PS : Whenever I had problems with Linux previously, all I did was re-install, now no more re-installations, have to learn some troubleshooting too 

edit : BTW, I just wanted to add that I'll be making this disk the Primary Slave...so it wont be Secondary Master...sorry lynch but the cables here are really short... Have to change it. Morever the CDDs' setup will also change, the CDROM will be the Secondary Master and CD Writer the Secondary Slave...

So the hda will be hd*b* right? TA


----------



## lynch (Aug 3, 2002)

If you were putting the 2GB hdd with Linux back to primary master when you wanted to work in Linux and were able to boot before,then I'm not sure why it would give an error now.What the error means,in this case,is that grub cant find the specified filename.If you dont get a menu at startup,then the "file not found" is probably grub.conf.Does it boot to linux after you press a key to continue?After moving the 2GB hdd to it's final place you can try reinstalling grub:At the grub prompt type:
root ( hd1,1) 
(hd1 being primary slave,1 being second partition)
Then:
setup (hd1)
And it should regenerate grub.conf
lynch


----------



## pvc9 (Jul 7, 2002)

Sorry for the delay lynch!

Ok, this is what I did. I disconnected the 40 GB HDD, connected only the 2 GB HDD, same error, the system boots till GRUB, when I press the Enter key I get the same error msg...
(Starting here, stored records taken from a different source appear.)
//! The raw joystick subsystem seam.
//!
//! Everything above this trait is platform-independent. Implementations live
//! in [`backends`](crate::backends): the real `winmm` binding on Windows, a
//! stand-in that is always unavailable elsewhere, and a scriptable virtual
//! subsystem for tests and demos.

use crate::error::Result;
use crate::layout::{CapsBuffer, PositionBuffer};

/// The three entry points of the legacy joystick subsystem.
///
/// Every call blocks on the OS and is independent of previous calls; nothing
/// is cached at this level.
pub trait RawJoystickApi: Send + Sync {
    /// Number of joystick slots the subsystem supports.
    ///
    /// Never fails. A missing subsystem reports `0`.
    fn device_count(&self) -> u32;

    /// Fetch the capability descriptor of the device at `index`.
    fn query_capabilities(&self, index: u32) -> Result<CapsBuffer>;

    /// Fetch the current position of the device at `index`.
    ///
    /// Implementations request every axis, the POV and the buttons
    /// ([`RequestFlags::RETURN_ALL`](crate::layout::RequestFlags::RETURN_ALL)).
    fn query_position(&self, index: u32) -> Result<PositionBuffer>;

    /// Short backend label for logs.
    fn name(&self) -> &str;
}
_Booting 'Redhat Linux(2.4.7-10)'

root(hd 0,1) 
Filesystem type is ext2, partition type 0X83 
kernel /vmlinuz-2.4.7-10 ro root=/dev/hda2

Error 15: File Not Found

Press any key to continue..._

Not sure if I did the right thing, I changed the setup totally and made the 2 GB HDD Primary Slave. So now its hdb, right?

Next, I used the bootable Cd and started the Linux Rescue mode, used the chroot command...got to the Shell. At the Shell I tried these -

1) Edit the /etc/fstab file.

There was only one line with the hda, it was hda3 for the swap partition. So changed it to hdb3. For the root and /boot there was just the LABEL=/ and LABEL=/boot. Anything I should change here?
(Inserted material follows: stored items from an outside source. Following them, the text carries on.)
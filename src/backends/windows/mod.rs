#![cfg(target_os = "windows")]

//! Windows joystick backend.
//!
//! Binds the three legacy multimedia joystick entry points exported by
//! `winmm.dll`:
//! - `joyGetNumDevs` for the slot count
//! - `joyGetDevCapsW` for the capability descriptor
//! - `joyGetPosEx` for the live position
//!
//! Most users should not touch this module directly. Prefer
//! [`system_api`](crate::backends::system_api) together with
//! [`DeviceEnumerator`](crate::manager::DeviceEnumerator).

pub mod winmm;

pub use winmm::WinMmApi;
2) Edit the /boot/grub/grub.conf.

Now grub.conf looks like this -

root (hd 1,1)
setup (hd1)
kernel /vmlinuz-2.4.7-10 ro root=/dev/hdb2
initrd /initrd-2.4.7.img
init=/dev/hdb2/sbin/init

3) Executed the grub-install script.

Hope I did things the right way...learning all the way! Thx to you 

I restarted the computer and I get another error message.

Grub loading please wait...

Error 22

I found this regarding Grub 2 Error 2 - GRUB Errors



> 22 : "Must load Multiboot kernel before modules"
> This error is returned if the module load command is used before loading a Multiboot kernel. It only makes sense in this case anyway, as GRUB has no idea how to communicate the presence of location of such modules to a non-Multiboot-aware kernel.




TIA!


----------



## lynch (Aug 3, 2002)

Well,what it's saying is,because you installed Linux on it's own drive and the 40GB wasnt hooked up,it didnt detect another OS so it didnt install the kernel with multi-booting compiled into it.It just installed a standard kernel that supports booting Linux.
You might want to take that fifteen minutes and reinstall.It'll set things up properly instead of trying to boiler-plate everything together afterwardsOr recompiling the kernel 
Believe me,it's the best way. 
lynch


----------



## pvc9 (Jul 7, 2002)

*15 minutes* 

Ok lynch, I thought so...all those errors...oh well I could just re-install it 

TA...atleast I made a beginning in the troubleshooting world of Non M$ OS! 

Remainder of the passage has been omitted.